Really the fact that the AWL sometimes assigns scores the "wrong way" for the type of mail isn't a problem, unless the AWL pushes the email across your tagging threshold in the wrong direction, which means that the average for that sender is bad and needs to be fixed. (The --add-to-whitelist and --add-to-blacklist command line switches are currently designed for this use, but check with the man page.)
For example let's say my friend sends me mostly emails in rough ballpark of score=1.0, but one this day sends an email that happens to trip off a negative scoring rule or two and winds up scoring a -4 before the AWL is factored in. The AWL will look at his past average of 1.0 and the current email of -4, and it will average them. The average of these scores is -1.5, so the AWL will add 2.5 points to the message. However, the email is still correctly categorized as not being spam.
However, if that same friend instead sent me an email that had some racy jokes in it, and scored a 7, the AWL would again average 1.0 and 7. The resulting average is 4, so the AWL would knock 3 points off the score in this case.
The same basic effects also happen with spam, where a past average of 10, and a current score of 20 can result in the AWL knocking 5 points off the score, resulting in a final score of 15.
As you can see from these examples, the AWL operates by averaging out the "score spikes" between different emails. By the very nature of averages, this means that it will push the high points down, and the low points up, but it will always push them towards the average for that sender. As long as the average for that sender is on the right side of the spam/nonspam fence, it will do its job nicely.
What can go wrong
Now, with that said, it IS possible for the AWL to be polluted and cause problems. Generally this is the result of past misconfiguration or scoring problems that have since been fixed, but the AWL retains the old average and causes score problems, pushing things onto the wrong side of the spam/ham threshold line.
AWL database entries contain pairs of a sender's e-mail address along with an IP address from which mail entered the site's trusted zone. It is essential that SpamAssassin extracts the correct client's IP address from Received header fields. In order to do so, the following parameters must be correctly configured: trusted_networks, internal_networks (and the more exotic msa_networks). A misconfiguration can cause an incorrect IP address to be stored in AWL records and used in lookups, potentially treating both internal and faked inbound sender addresses as belonging to the same network IP address space.
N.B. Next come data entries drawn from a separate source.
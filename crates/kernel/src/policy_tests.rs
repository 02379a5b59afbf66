// SPDX-License-Identifier: BUSL-1.1
// Copyright (c) 2026 Alfred Jean LLC

use super::*;
use aether_core::PolicyId;
use yare::parameterized;

fn engine_with(policies: &[(&str, &str, &str, Effect)]) -> PolicyEngine {
    let store = Arc::new(aether_store::StateStore::open_in_memory().unwrap());
    for (i, (subject, action, resource, effect)) in policies.iter().enumerate() {
        store
            .insert_policy(&PermissionPolicy {
                id: PolicyId::new(format!("pol-{i}")),
                subject: subject.to_string(),
                action: action.to_string(),
                resource: resource.to_string(),
                effect: *effect,
                created_at_ms: i as u64,
                created_by: None,
            })
            .unwrap();
    }
    PolicyEngine::new(store)
}

fn admin() -> Subject {
    Subject::new("u-admin", Role::Admin)
}

fn bob() -> Subject {
    Subject::new("u-bob", Role::User)
}

#[test]
fn admins_are_allowed_by_default() {
    let engine = engine_with(&[]);
    assert!(engine.can(&admin(), "process.kill", "*", None));
    assert!(!engine.can(&bob(), "process.kill", "*", None));
}

#[test]
fn ownership_grants_default_allow() {
    let engine = engine_with(&[]);
    let owner = Uid::new("u-bob");
    assert!(engine.can(&bob(), "process.kill", "process/7", Some(&owner)));

    let other = Uid::new("u-alice");
    assert!(!engine.can(&bob(), "process.kill", "process/9", Some(&other)));
}

#[test]
fn explicit_allow_grants_access() {
    let engine = engine_with(&[("user:u-bob", "cron.create", "*", Effect::Allow)]);
    assert!(engine.can(&bob(), "cron.create", "*", None));
    assert!(!engine.can(&bob(), "cron.delete", "*", None));
}

#[parameterized(
    deny_after_allow = { &[("user:u-bob", "process.kill", "*", Effect::Allow),
                          ("user:u-bob", "process.kill", "*", Effect::Deny)] },
    deny_before_allow = { &[("user:u-bob", "process.kill", "*", Effect::Deny),
                            ("user:u-bob", "process.kill", "*", Effect::Allow)] },
)]
fn deny_overrides_allow_regardless_of_order(policies: &[(&str, &str, &str, Effect)]) {
    let engine = engine_with(policies);
    assert!(!engine.can(&bob(), "process.kill", "*", None));
}

#[test]
fn deny_overrides_ownership_default() {
    let engine = engine_with(&[("user:u-bob", "process.kill", "*", Effect::Deny)]);
    let owner = Uid::new("u-bob");
    assert!(!engine.can(&bob(), "process.kill", "process/7", Some(&owner)));
}

#[test]
fn role_and_wildcard_subjects_match() {
    let engine = engine_with(&[
        ("role:user", "mem.search", "*", Effect::Allow),
        ("*", "kv.set", "*", Effect::Deny),
    ]);
    assert!(engine.can(&bob(), "mem.search", "*", None));
    assert!(!engine.can(&bob(), "kv.set", "*", None));
    // The wildcard deny reaches admins too.
    assert!(!engine.can(&admin(), "kv.set", "*", None));
}

#[test]
fn subscription_scoping_only_admits_owner_or_admin() {
    let engine = engine_with(&[]);
    let owner = Uid::new("u-bob");

    assert!(engine.can_observe(&bob(), Some(&owner)));
    assert!(engine.can_observe(&admin(), Some(&owner)));
    assert!(!engine.can_observe(&Subject::new("u-carol", Role::User), Some(&owner)));
    assert!(engine.can_observe(&bob(), None));
}
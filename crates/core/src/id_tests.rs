// SPDX-License-Identifier: BUSL-1.1
// Copyright (c) 2026 Alfred Jean LLC

use super::*;

#[test]
fn pid_display_and_order() {
    assert_eq!(Pid(7).to_string(), "7");
    assert!(Pid(1) < Pid(2));
}

#[test]
fn pid_serializes_as_bare_integer() {
    let json = serde_json::to_string(&Pid(42)).unwrap();
    assert_eq!(json, "42");
    let back: Pid = serde_json::from_str("42").unwrap();
    assert_eq!(back, Pid(42));
}

#[test]
fn uid_short_truncates() {
    let uid = Uid::new("abcdef123456");
    assert_eq!(uid.short(6), "abcdef");
    assert_eq!(uid.short(100), "abcdef123456");
}

#[test]
fn uid_compares_with_str() {
    let uid = Uid::new("alice");
    assert_eq!(uid, "alice");
    assert_eq!(uid.as_str(), "alice");
}

#[test]
fn uuid_id_gen_produces_unique_ids() {
    let id_gen = UuidIdGen;
    let a = id_gen.next();
    let b = id_gen.next();
    assert_ne!(a, b);
}

#[test]
fn sequential_id_gen_counts_up() {
    let id_gen = SequentialIdGen::new("mem");
    assert_eq!(id_gen.next(), "mem-1");
    assert_eq!(id_gen.next(), "mem-2");
}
Another potential problem is that AWL only keeps the first two octets of an IPv4 address (a /16 network block). If a spammer happened to send his message from some zombiized computer in the same /16 network block as a valid correspondent, using his faked e-mail address, then both would share the same AWL record. Consequently, a future legitimate mail could receive inappropriately high spam score from AWL, or vice versa, a future spam could benefit from legitimate mail correspondence from the same /16 network address space. A variation of this same problem is when mail arrives over IPv6 - the AWL as of version 3.2.5 is unable to store such IP address to a database and consequently treats such mail as if it were unable to determine an IP address, using only a sender's e-mail address as a key.
Blind white- or blacklisting can cause large score values to be entered into AWL records. Such values take lots of messages to be eavened out. Make sure that white- or blacklisting or other rules with high scores do not apply to messages for which they were not intended. For whitelisting only use selective methods such as whitelist_from_rcvd, whitelist_auth, whitelist_from_dkim or whitelist_from_spf - never use a plain whitelist_from.
Solution
If you have this problem, you can use spamassassin --remove-addr-from-whitelist
to remove any prior knowledge about a given address from the AWL database. If you consult the main spamassassin manpage, there are other commands to force an AWL entry towards the black or white, but use these somewhat cautiously.
If your AWL is pulling scores wildly in the wrong direction and you have no idea why, check your configuration for problems. This is especially true if you use add-on rules or custom rules. If an errantly scored email got averaged into the AWL once, it can happen again, and tweaking the AWL is only going to provide a short-term solution to a greater problem.